ACTIVITY: Pull out every line below that contains the word "TrophicError".

+ + +

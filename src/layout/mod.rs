//! Geometry engines: color resolution, per-level partition and inter-level flows.

pub(crate) mod color;
pub(crate) mod flow;
pub(crate) mod partition;
use super::*;
use crate::{
    foundation::error::TrophicError,
    network::config::NetworkConfig,
    network::model::{Level, Network},
    scene::assemble::assemble_network,
};

fn scene() -> Scene {
    let network = Network::new(vec![
        Level::new(vec![0.5, 0.5]).with_labels(["a", "b"]),
        Level::new(vec![1.0]).with_occupation(vec![vec![0.4, 0.6]]),
    ]);
    assemble_network(&network, &NetworkConfig::default()).unwrap()
}

#[derive(Default)]
struct MockSink {
    calls: Vec<String>,
    fail_on_text: bool,
}

impl SceneSink for MockSink {
    fn begin(&mut self, width: f64, height: f64, font: &LabelFont) -> TrophicResult<()> {
        self.calls
            .push(format!("begin {width}x{height} {}", font.family));
        Ok(())
    }

    fn fill_polygon(&mut self, _path: &BezPath, color: &ColorToken) -> TrophicResult<()> {
        self.calls.push(format!("polygon {color}"));
        Ok(())
    }

    fn fill_rect(&mut self, _rect: Rect, color: &ColorToken) -> TrophicResult<()> {
        self.calls.push(format!("rect {color}"));
        Ok(())
    }

    fn text(&mut self, text: &str, _anchor: Point, _color: &ColorToken) -> TrophicResult<()> {
        if self.fail_on_text {
            return Err(TrophicError::Other(anyhow::anyhow!("surface closed")));
        }
        self.calls.push(format!("text {text}"));
        Ok(())
    }

    fn finish(&mut self) -> TrophicResult<()> {
        self.calls.push("finish".to_string());
        Ok(())
    }
}

#[test]
fn ops_are_in_painter_order() {
    let ops = compile_ops(&scene());
    assert_eq!(ops.len(), 2 + 3 + 3);
    assert!(matches!(ops[0], DrawOp::FillPolygon { .. }));
    assert!(matches!(ops[1], DrawOp::FillPolygon { .. }));
    assert!(ops[2..5].iter().all(|op| matches!(op, DrawOp::FillRect { .. })));
    assert!(ops[5..].iter().all(|op| matches!(op, DrawOp::Text { .. })));
}

#[test]
fn draw_scene_replays_every_op_sequentially() {
    let mut sink = MockSink::default();
    draw_scene(&mut sink, &scene()).unwrap();
    assert_eq!(
        sink.calls,
        vec![
            "begin 500x210 sans-serif",
            "polygon black",
            "polygon black",
            "rect black",
            "rect black",
            "rect black",
            "text a",
            "text b",
            "text 3",
            "finish",
        ]
    );
}

#[test]
fn sink_errors_stop_the_replay() {
    let mut sink = MockSink {
        fail_on_text: true,
        ..MockSink::default()
    };
    let err = draw_scene(&mut sink, &scene()).unwrap_err();
    assert!(err.to_string().contains("surface closed"));
    assert!(!sink.calls.iter().any(|c| c == "finish"));
}

#[test]
fn display_is_one_line_per_op() {
    for op in compile_ops(&scene()) {
        let line = op.to_string();
        assert!(!line.contains('\n'));
    }
    let ops = compile_ops(&scene());
    assert_eq!(ops[2].to_string(), "rect black x=0.00 y=0.00 w=250.00 h=30.00");
    assert_eq!(ops[5].to_string(), "text white (125.00, 15.00) \"a\"");
}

+ + +

SOLUTION FOR THIS PROBLEM:
    foundation::error::TrophicError,
            return Err(TrophicError::Other(anyhow::anyhow!("surface closed")));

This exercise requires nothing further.